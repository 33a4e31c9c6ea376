//! Work domain model.
//!
//! # Responsibility
//! - Define the canonical record for one reading (book, essay, paper).
//! - Provide the request shape used by input layers to add a work.
//!
//! # Invariants
//! - `id` is generated once and never reused for another work.
//! - `title` is the natural key inside a registry and is never blank.
//! - `prerequisites` are soft references by title; they may name works that
//!   do not exist (yet).
//!
//! # See also
//! - crate::registry::work_registry

use serde::Serialize;
use std::error::Error;
use std::fmt::{Display, Formatter};
use uuid::Uuid;

/// Opaque, stable identifier of a work.
///
/// Freshly created works get a random v4 UUID in string form, but persisted
/// snapshots may carry any non-empty string.
#[derive(Debug, Clone, PartialEq, Eq, Hash, PartialOrd, Ord, Serialize)]
#[serde(transparent)]
pub struct WorkId(String);

impl WorkId {
    /// Generates a new random identifier.
    pub fn generate() -> Self {
        Self(Uuid::new_v4().to_string())
    }

    /// Wraps an identifier read from external storage.
    ///
    /// Returns `None` for blank input.
    pub fn parse(value: impl Into<String>) -> Option<Self> {
        let value = value.into();
        if value.trim().is_empty() {
            return None;
        }
        Some(Self(value))
    }

    pub fn as_str(&self) -> &str {
        self.0.as_str()
    }
}

impl Display for WorkId {
    fn fmt(&self, f: &mut Formatter<'_>) -> std::fmt::Result {
        f.write_str(&self.0)
    }
}

/// Validation failures for work fields.
#[derive(Debug, Clone, PartialEq, Eq)]
pub enum WorkValidationError {
    /// Title is empty or whitespace only.
    BlankTitle,
}

impl Display for WorkValidationError {
    fn fmt(&self, f: &mut Formatter<'_>) -> std::fmt::Result {
        match self {
            Self::BlankTitle => write!(f, "title must not be blank"),
        }
    }
}

impl Error for WorkValidationError {}

/// Canonical record for one reading.
///
/// Serialized field names match the snapshot file format, so the
/// prerequisite list is written as `antes`.
#[derive(Debug, Clone, PartialEq, Eq, Serialize)]
pub struct Work {
    /// Stable identifier; not used for lookups.
    pub id: WorkId,
    /// Natural key inside a registry.
    pub title: String,
    pub author: Option<String>,
    /// Cover image location. May be empty.
    pub image_url: Option<String>,
    /// Titles of works to read before this one, in user order.
    #[serde(rename = "antes")]
    pub prerequisites: Vec<String>,
}

impl Work {
    /// Creates a work with a generated id and no optional fields.
    pub fn new(title: impl Into<String>) -> Result<Self, WorkValidationError> {
        Self::with_id(WorkId::generate(), title)
    }

    /// Creates a work with a caller-provided id.
    ///
    /// Used by snapshot loading where identity already exists on disk.
    pub fn with_id(id: WorkId, title: impl Into<String>) -> Result<Self, WorkValidationError> {
        let title = title.into();
        validate_title(&title)?;
        Ok(Self {
            id,
            title,
            author: None,
            image_url: None,
            prerequisites: Vec::new(),
        })
    }

    /// Checks field invariants that must hold for any stored work.
    pub fn validate(&self) -> Result<(), WorkValidationError> {
        validate_title(&self.title)
    }

    /// Returns the image location when it is present and non-empty.
    pub fn cover(&self) -> Option<&str> {
        self.image_url.as_deref().filter(|url| !url.trim().is_empty())
    }
}

/// Request model for adding a work to a registry.
#[derive(Debug, Clone, Default, PartialEq, Eq)]
pub struct NewWork {
    pub title: String,
    pub author: Option<String>,
    pub image_url: Option<String>,
    /// Titles of works to read first. Not required to exist.
    pub prerequisites: Vec<String>,
}

impl NewWork {
    pub fn new(title: impl Into<String>) -> Self {
        Self {
            title: title.into(),
            ..Self::default()
        }
    }

    pub fn author(mut self, author: impl Into<String>) -> Self {
        self.author = Some(author.into());
        self
    }

    pub fn image_url(mut self, image_url: impl Into<String>) -> Self {
        self.image_url = Some(image_url.into());
        self
    }

    /// Appends one prerequisite title.
    pub fn read_after(mut self, title: impl Into<String>) -> Self {
        self.prerequisites.push(title.into());
        self
    }

    pub(crate) fn into_work(self) -> Result<Work, WorkValidationError> {
        let mut work = Work::new(self.title)?;
        work.author = self.author;
        work.image_url = self.image_url;
        work.prerequisites = self.prerequisites;
        Ok(work)
    }
}

/// Titles are stored verbatim; only blank titles are rejected.
pub fn validate_title(title: &str) -> Result<(), WorkValidationError> {
    if title.trim().is_empty() {
        return Err(WorkValidationError::BlankTitle);
    }
    Ok(())
}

****

▸ **Activity**
Take the records above and return, word for word, only the lines that fall from the line with "new random identifier." to the line with "exists on disk.", both of them included.

▸ **Answer for this exercise**
    /// Generates a new random identifier.
    pub fn generate() -> Self {
        Self(Uuid::new_v4().to_string())
    }

    /// Wraps an identifier read from external storage.
    ///
    /// Returns `None` for blank input.
    pub fn parse(value: impl Into<String>) -> Option<Self> {
        let value = value.into();
        if value.trim().is_empty() {
            return None;
        }
        Some(Self(value))
    }

    pub fn as_str(&self) -> &str {
        self.0.as_str()
    }
}

impl Display for WorkId {
    fn fmt(&self, f: &mut Formatter<'_>) -> std::fmt::Result {
        f.write_str(&self.0)
    }
}

/// Validation failures for work fields.
#[derive(Debug, Clone, PartialEq, Eq)]
pub enum WorkValidationError {
    /// Title is empty or whitespace only.
    BlankTitle,
}

impl Display for WorkValidationError {
    fn fmt(&self, f: &mut Formatter<'_>) -> std::fmt::Result {
        match self {
            Self::BlankTitle => write!(f, "title must not be blank"),
        }
    }
}

impl Error for WorkValidationError {}

/// Canonical record for one reading.
///
/// Serialized field names match the snapshot file format, so the
/// prerequisite list is written as `antes`.
#[derive(Debug, Clone, PartialEq, Eq, Serialize)]
pub struct Work {
    /// Stable identifier; not used for lookups.
    pub id: WorkId,
    /// Natural key inside a registry.
    pub title: String,
    pub author: Option<String>,
    /// Cover image location. May be empty.
    pub image_url: Option<String>,
    /// Titles of works to read before this one, in user order.
    #[serde(rename = "antes")]
    pub prerequisites: Vec<String>,
}

impl Work {
    /// Creates a work with a generated id and no optional fields.
    pub fn new(title: impl Into<String>) -> Result<Self, WorkValidationError> {
        Self::with_id(WorkId::generate(), title)
    }

    /// Creates a work with a caller-provided id.
    ///
    /// Used by snapshot loading where identity already exists on disk.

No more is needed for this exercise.